Five reasons for the Mets’ hot start

Winning cures everything and with the Mets sitting at 8-1, life looks pretty good. It’s important to remember that some people were fretting about the club’s poor record in Grapefruit League play this Spring and the feeling at the end of 2017, both the regular season and the calendar year, was one of overwhelming negativity. It’s both good and healthy to look at things with a critical eye. It doesn’t do anybody any good to bend over backwards to either find or invent things about which to worry.
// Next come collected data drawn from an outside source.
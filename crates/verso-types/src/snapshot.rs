//! Snapshot descriptors and the visibility predicate.

use serde::{Deserialize, Serialize};
use smallvec::SmallVec;

use verso_error::{Result, VersoError};

use crate::ids::Version;

/// The visibility filter attached to every read and write.
///
/// A descriptor is an immutable tuple of the version floor below which no
/// live reader exists (`lowest_active`), the highest version known to be
/// committed with everything at or below it (`base`), the descriptor's own
/// transaction version, and a bitmap of committed versions in the open
/// interval above `base`. Bit `i` of the bitmap corresponds to version
/// `base + 1 + i`.
///
/// Visibility is a pure function of the descriptor and a version; a later
/// descriptor taken by the same reader sees at least the versions an
/// earlier overlapping one did.
#[derive(Debug, Clone, PartialEq, Eq, Serialize, Deserialize)]
pub struct SnapshotDescriptor {
    lowest_active: Version,
    base: Version,
    version: Version,
    committed: SmallVec<[u64; 4]>,
}

impl SnapshotDescriptor {
    /// Build a descriptor from its raw parts. The bitmap covers versions
    /// `base + 1 ..= base + 64 * words.len()`.
    #[must_use]
    pub fn from_parts(
        lowest_active: Version,
        base: Version,
        version: Version,
        committed: impl IntoIterator<Item = u64>,
    ) -> Self {
        Self {
            lowest_active,
            base,
            version,
            committed: committed.into_iter().collect(),
        }
    }

    /// Build a descriptor at `version` that sees exactly the given committed
    /// versions (plus its own writes). Base and floor are zero, so nothing
    /// is visible implicitly. Mostly useful for tests and tooling.
    #[must_use]
    pub fn with_committed(version: Version, visible: impl IntoIterator<Item = Version>) -> Self {
        let mut committed: SmallVec<[u64; 4]> = SmallVec::new();
        for v in visible {
            let raw = v.get();
            if raw == 0 {
                continue;
            }
            let bit = raw - 1;
            let word = (bit / 64) as usize;
            if committed.len() <= word {
                committed.resize(word + 1, 0);
            }
            committed[word] |= 1 << (bit % 64);
        }
        Self {
            lowest_active: Version::ZERO,
            base: Version::ZERO,
            version,
            committed,
        }
    }

    /// The floor below which versions may be garbage collected.
    #[inline]
    #[must_use]
    pub fn lowest_active_version(&self) -> Version {
        self.lowest_active
    }

    #[inline]
    #[must_use]
    pub fn base_version(&self) -> Version {
        self.base
    }

    /// The descriptor's own transaction version; writes are stamped with it.
    #[inline]
    #[must_use]
    pub fn version(&self) -> Version {
        self.version
    }

    /// The core visibility predicate.
    ///
    /// `v` is visible iff it is at or below `base`, it is the descriptor's
    /// own version, or the committed bit for `v` is set.
    #[inline]
    #[must_use]
    pub fn visible(&self, v: Version) -> bool {
        if v <= self.base {
            return true;
        }
        if v == self.version {
            return true;
        }
        let bit = v.get() - self.base.get() - 1;
        let word = (bit / 64) as usize;
        match self.committed.get(word) {
            Some(w) => (w >> (bit % 64)) & 1 == 1,
            None => false,
        }
    }

    /// Alias for [`visible`](Self::visible).
    #[inline]
    #[must_use]
    pub fn can_read(&self, v: Version) -> bool {
        self.visible(v)
    }

    /// Check internal consistency; the facade rejects descriptors that fail
    /// before any storage work happens.
    pub fn validate(&self) -> Result<()> {
        if self.base > self.version {
            return Err(VersoError::InvalidSnapshot {
                reason: "base version above snapshot version",
            });
        }
        if self.lowest_active > self.version {
            return Err(VersoError::InvalidSnapshot {
                reason: "lowest active version above snapshot version",
            });
        }
        Ok(())
    }
}

#[cfg(test)]
mod tests {
    use super::*;

    #[test]
    fn base_versions_are_implicitly_visible() {
        let snap = SnapshotDescriptor::from_parts(
            Version::new(3),
            Version::new(10),
            Version::new(20),
            [0b1],
        );
        assert!(snap.visible(Version::new(1)));
        assert!(snap.visible(Version::new(10)));
        // Bit 0 of the bitmap is version 11.
        assert!(snap.visible(Version::new(11)));
        assert!(!snap.visible(Version::new(12)));
    }

    #[test]
    fn own_version_always_visible() {
        let snap = SnapshotDescriptor::with_committed(Version::new(20), []);
        assert!(snap.visible(Version::new(20)));
        assert!(!snap.visible(Version::new(19)));
    }

    #[test]
    fn with_committed_sets_exact_bits() {
        let snap =
            SnapshotDescriptor::with_committed(Version::new(20), [Version::new(10), Version::new(12)]);
        assert!(snap.visible(Version::new(10)));
        assert!(!snap.visible(Version::new(11)));
        assert!(snap.visible(Version::new(12)));
        assert!(!snap.visible(Version::new(13)));
        // Beyond the bitmap.
        assert!(!snap.visible(Version::new(640)));
    }

    #[test]
    fn validate_rejects_inverted_bounds() {
        let snap = SnapshotDescriptor::from_parts(
            Version::ZERO,
            Version::new(30),
            Version::new(20),
            [],
        );
        assert!(snap.validate().is_err());
    }

    #[test]
    fn serde_round_trip() {
        let snap =
            SnapshotDescriptor::with_committed(Version::new(7), [Version::new(3), Version::new(5)]);
        let json = serde_json::to_string(&snap).unwrap();
        let back: SnapshotDescriptor = serde_json::from_str(&json).unwrap();
        assert_eq!(snap, back);
    }
}
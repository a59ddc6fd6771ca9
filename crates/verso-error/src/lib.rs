use thiserror::Error;

/// Primary error type for verso storage operations.
///
/// Structured variants for the error kinds the engine surfaces to clients.
/// Internal CAS losses are retried inside the store and never escape as
/// errors; `WriteConflict` is raised only after a writer has re-validated a
/// genuine snapshot conflict.
#[derive(Error, Debug)]
pub enum VersoError {
    // === Table registry ===
    /// Operation referenced a table id that does not exist.
    #[error("invalid table: {id}")]
    InvalidTable { id: u64 },

    /// Lookup of a table by name failed.
    #[error("no such table: '{name}'")]
    NoSuchTable { name: String },

    // === Snapshots and scans ===
    /// The snapshot descriptor is malformed (e.g. base version above the
    /// snapshot version).
    #[error("invalid snapshot: {reason}")]
    InvalidSnapshot { reason: &'static str },

    /// The scan request could not be validated against the table.
    #[error("invalid scan: {reason}")]
    InvalidScan { reason: &'static str },

    // === Write path ===
    /// The write lost against a conflicting version of the same key.
    #[error("write conflict on key {key}")]
    WriteConflict { key: u64 },

    /// The key has no version visible to the snapshot (or does not exist).
    #[error("not found")]
    NotFound,

    /// A tuple did not match the table schema.
    #[error("malformed tuple: {reason}")]
    InvalidTuple { reason: &'static str },

    // === Resources ===
    /// The page pool budget or the hash index capacity is exhausted.
    #[error("out of memory: {resource}")]
    OutOfMemory { resource: &'static str },

    /// The engine shed the request due to overload.
    #[error("server overload")]
    ServerOverload,
}

/// Convenience alias used across the verso crates.
pub type Result<T> = std::result::Result<T, VersoError>;

impl VersoError {
    /// Whether the client may retry the operation verbatim with a fresh
    /// snapshot and reasonably expect success.
    #[must_use]
    pub fn is_retryable(&self) -> bool {
        matches!(
            self,
            Self::WriteConflict { .. } | Self::ServerOverload
        )
    }
}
So, how are the Mets 8-1? Obviously a lot of things have gone right and it would be foolish to point at just one thing. It would also be a mistake to disregard good fortune or luck. Carlos Martinez was not his usual sharp self when he faced the Mets. The club missed Max Scherzer and Daniel Murphy, who has killed the Mets the past two years, was on the DL. Also, it seems that every time the other team makes an error, the Mets pounce. There are a lot of different factors to consider in this opening stretch of good play. But here are five things that have caught my eye:

1. The bullpen has been fantastic – Yes, the relievers are carrying a bigger load than we would like to see. But in 37.1 IP they’ve allowed just 5 ER for a 1.21 ERA. There are other teams with similarly good bullpen ERAs – the Braves have a 1.33 mark while the Cubs have an incredible 0.94 ERA. But where the Mets relievers really have something jaw dropping is with their strand rate. Through nine games, the pen has a 97.8 LOB%. Sure, they’re not allowing a ton of baserunners. But they are stranding runners at a mind-boggling rate. It’s nice to see Robert Gsellman and Seth Lugo pitching multiple innings at a time. Hopefully that will continue. Also it would be good to see fewer partial inning performances from Jerry Blevins and AJ Ramos.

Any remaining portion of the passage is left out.